3.2.2 Descoberta e uso do corpo sexuado

O segundo encontro foi realizado em 4 aulas de 45 minutos cada. Os elementos textuais que direcionaram as discussões foram: o conto “O Primeiro Beijo”, de Clarice Lispector (Anexo C), a tela Dânae de Gustav Klimt (Anexo D) , o poema “Danaé”, de Maria Lúcia Dal Farra (Anexo E) e “Ejaculação Precoce”, de Paulo Azevedo Chaves (Anexo F). O intuito foi refletir, para além dos aspectos biológicos presentes na iniciação sexual, sobre algumas cobranças sociais e culturais no que se refere ao início da vida sexual, problematizando juízos de valores desiguais atribuídos a homens e mulheres na sociedade.

No primeiro momento foi exibida uma cena32 de um episódio da série animada “Simpsons”, que ilustra uma compilação de alguns dos beijos mais famosos do cinema. Logo após foi entregue um pedaço de papel colorido a cada aluno/a e pedido que, sem a obrigatoriedade de identificação, escrevessem com uma palavra ou frase, algo relacionado ao seu primeiro beijo ou a um beijo especial do qual se recordassem, como sensações, sentimentos, estranhamentos ou qualquer memória trazida. Caso essa experiência ainda não tenha sido vivida, aconselhamos que o estudante escreva o que espera desse momento. Durante esse momento foi reproduzido o clipe da música33 “Beijo Bom” da cantora Paula Fernandes, uma vez que o estilo sertanejo/forró romântico foi um dos preferidos dos estudantes de acordo com o questionário aplicado. A música teve o intuito de proporcionar um momento de relaxamento e inspiração para a participação dos estudantes na escrita, como também marcar o tempo da atividade.
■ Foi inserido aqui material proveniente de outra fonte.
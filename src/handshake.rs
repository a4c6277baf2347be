use std::io::{self, ErrorKind, Read, Write};

/// Ctrl+Z, sent when all work is done.
pub const HANDSHAKE_BYTE: u8 = 0x1A;
const DRAIN_LEN: usize = 4096;

/// Signals completion to a supervising process, then waits for it to close our input.
///
/// Failing to send the signal is only logged; the drain runs regardless.
pub fn handshake<W: Write, R: Read>(out: &mut W, input: &mut R)
{
	match out.write(&[HANDSHAKE_BYTE]).and_then(|n| out.flush().map(|_| n))
	{
		Ok(1) => (),
		Ok(n) => tracing::warn!(written = n, "error sending Ctrl+Z as part of the exit handshake"),
		Err(e) => tracing::warn!(error = %e, "error sending Ctrl+Z as part of the exit handshake"),
	}
	drain(input);
}

/// Reads and discards `input` until end of stream or a non-interrupt error.
pub fn drain<R: Read>(input: &mut R)
{
	let mut throwaway = [0u8; DRAIN_LEN];
	loop
	{
		match input.read(&mut throwaway)
		{
			Ok(0) => break,
			Ok(..) => (),
			Err(e) if e.kind() == ErrorKind::Interrupted => (),
			Err(e) =>
			{
				tracing::debug!(error = %e, "stopped draining input");
				break;
			},
		}
	}
}

/// [`handshake`] over this process's standard output and input.
pub fn handshake_exit()
{
	handshake(&mut io::stdout().lock(), &mut io::stdin().lock());
}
31 https://www.youtube.com/watch?v=cTsbN5n9N9w 32 https://www.youtube.com/watch?v=pB5gMmic_fM 33 https://www.youtube.com/watch?v=CtNNhXUYUZA

Ao término da reprodução da música, os papéis foram recolhidos e redistribuídos aleatoriamente entre os estudantes, de modo que cada um lesse o que o outro escreveu. Das respostas dadas pelos estudantes, 56% demonstraram a experiência do primeiro beijo como positivas, 17% descreveram a experiência do beijo como negativa e 27% não esboçaram julgamentos, apenas descreveram a situação. As respostas dadas pelos estudantes podem ser lidas no Quadro 4.

Quadro 4 – Respostas dadas pelos estudantes sobre a atividade referente à descrição do primeiro beijo.

RESPOSTAS POSITIVAS

“Foi atrás da minha casa, foi uma experiência boa, eu acho!” “Foi maravilhoso, me senti nas nuvens”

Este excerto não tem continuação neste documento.